Day 7 of 10
Korea, the Pacific, and Latin America
The Gospel Takes Root in Unexpected Soil
Scripture Readings
Today's Reading
The story of missions is often told as a Western story — Europeans and Americans going to the "ends of the earth." But some of the most remarkable chapters were written by people who received the gospel and made it their own, often transforming it in the process.
Korea is perhaps the most striking example. Christianity in Korea did not arrive through Western missionaries in the usual sense. In the late eighteenth century, Korean scholars in Beijing encountered Jesuit writings and brought them back to Korea. A Korean delegation was baptized in Beijing in 1784. When the first Protestant missionaries arrived in the 1880s, they found a community already hungry for the faith.
The Korean church grew explosively — particularly after the Japanese occupation (1910–1945), when Christianity became intertwined with Korean national identity and resistance. Today, South Korea sends more missionaries per capita than any country except the United States.
The Pacific Islands received the gospel largely through indigenous evangelists. Polynesian and Melanesian converts from one island group carried the faith to the next, often at great personal risk. The "Polynesian Mission" of the early nineteenth century was one of the most effective missionary movements in history — and it was led entirely by Pacific Islanders.
Latin America experienced a dramatic shift in the twentieth century, as Pentecostal and evangelical movements swept across a region that had been nominally Catholic for centuries. By 2020, Protestants comprised roughly 20 percent of the population — a transformation driven not by foreign missionaries but by Latin American preachers and grassroots movements.
Biblical Connection
John's vision in Revelation celebrates this diversity: "And they sang a new song, saying, 'Worthy are you to take the scroll and to open its seals, for you were slain, and by your blood you ransomed people for God from every tribe and language and people and nation'" (Revelation 5:9). The gospel is not a Western product with a global market. It is a divine message addressed to every culture on earth.

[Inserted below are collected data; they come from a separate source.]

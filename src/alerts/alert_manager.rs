use crate::alerts::alert_cache::{AggregatedAlert, AlertCache};
use crate::alerts::notifier::{format_alert_message, Notifier};
use crate::error::AlertError;
use crate::events::LogEvent;
use chrono::Utc;
use log::{debug, error, info};
use std::sync::Arc;

/// Largest message body handed to a notifier, in bytes
pub const MAX_BODY_BYTES: usize = 4096;

/// Feeds events through the alert cache and delivers the alerts it lets through
///
/// The cache decides whether an occurrence deserves a notification; the dispatcher
/// renders and truncates the message and hands it to the configured channel. Only a
/// successful delivery is recorded as a send. A failed delivery is reported to the
/// caller and never retried here; the next occurrence of the same anomaly is
/// evaluated against the last delivery that actually went out.
pub struct AlertDispatcher {
    cache: AlertCache,
    notifier: Arc<dyn Notifier>,
    max_body_bytes: usize,
}

impl AlertDispatcher {
    /// Create a dispatcher
    ///
    /// # Arguments
    ///
    /// * `cache` - Aggregation state and send policy
    /// * `notifier` - Delivery channel
    pub fn new(cache: AlertCache, notifier: Arc<dyn Notifier>) -> Self {
        Self {
            cache,
            notifier,
            max_body_bytes: MAX_BODY_BYTES,
        }
    }

    /// Record an occurrence and send an alert if the policy calls for one
    ///
    /// # Returns
    ///
    /// `Ok(Some(alert))` when a notification was delivered, `Ok(None)` when the
    /// occurrence was only aggregated
    ///
    /// # Errors
    ///
    /// Returns the notifier's error when delivery fails.
    pub async fn dispatch(
        &self,
        event: &LogEvent,
        analysis: &str,
    ) -> Result<Option<AggregatedAlert>, AlertError> {
        let now = Utc::now();
        let decision = self.cache.add_or_update_at(event, analysis, now);
        if !decision.send {
            debug!(
                "Aggregated occurrence {} of {} without notification",
                decision.alert.count, decision.alert.key
            );
            return Ok(None);
        }

        let body = truncate_text(
            &format_alert_message(&decision.alert, now),
            self.max_body_bytes,
        );

        match self.notifier.send(&body).await {
            Ok(()) => {
                self.cache.mark_sent(&decision.alert.key, now);
                info!(
                    "Sent {} alert for {} (severity {}, {} occurrence(s))",
                    self.notifier.name(),
                    decision.alert.key,
                    decision.alert.max_severity,
                    decision.alert.count
                );
                Ok(Some(decision.alert))
            }
            Err(e) => {
                error!("Failed to send {} alert: {}", self.notifier.name(), e);
                Err(e)
            }
        }
    }

    /// Drop idle aggregates
    pub fn cleanup(&self) -> usize {
        self.cache.cleanup()
    }

    pub fn cache(&self) -> &AlertCache {
        &self.cache
    }
}

/// Truncate text to at most `max_length` bytes, ending with `...` when shortened
///
/// Cuts only on UTF-8 character boundaries.
pub fn truncate_text(text: &str, max_length: usize) -> String {
    if text.len() <= max_length {
        return text.to_string();
    }

    let mut truncate_at = max_length.saturating_sub(3);
    while truncate_at > 0 && !text.is_char_boundary(truncate_at) {
        truncate_at -= 1;
    }
    format!("{}...", &text[..truncate_at])
}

Paul reminded the Corinthians of God's pattern: "For consider your calling, brothers: not many of you were wise according to worldly standards, not many were powerful, not many were of noble birth. But God chose what is foolish in the world to shame the wise; God chose what is weak in the world to shame the strong" (1 Corinthians 1:26–27).
Going Deeper
Sebastian Kim observes of Korean Christianity: "Korean Christianity is remarkable not because Westerners brought it, but because Koreans made it their own — often at enormous cost" (Theology in the Public Square, Chapter 5). The same could be said of Christianity in Brazil, Nigeria, the Philippines, and dozens of other nations.
The pattern is consistent: the gospel thrives not where it is imposed from outside but where it is embraced from within. The missionary may plant the seed, but the soil determines the shape of the tree. And the trees that have grown across the Global South are magnificent, diverse, and often unrecognizable to the Westerners who first planted them. This is not a failure of missions. It is its greatest success.
Key Quotes
“Korean Christianity is remarkable not because Westerners brought it, but because Koreans made it their own — often at enormous cost.”
“God chose what is low and despised in the world, even things that are not, to bring to nothing things that are.”
Prayer Focus
Thanking God for the surprising places where the gospel has taken deepest root — and asking for eyes to see where He is at work in unexpected ways
Meditation
God often chooses the weak and overlooked to accomplish His greatest work. Where in your own life or community might God be doing something surprising that you could easily miss?
Question for Discussion
Korea received the gospel largely through Korean initiative — not foreign missionaries. What does this suggest about the Holy Spirit's ability to work apart from Western structures, and how should this shape our understanding of mission?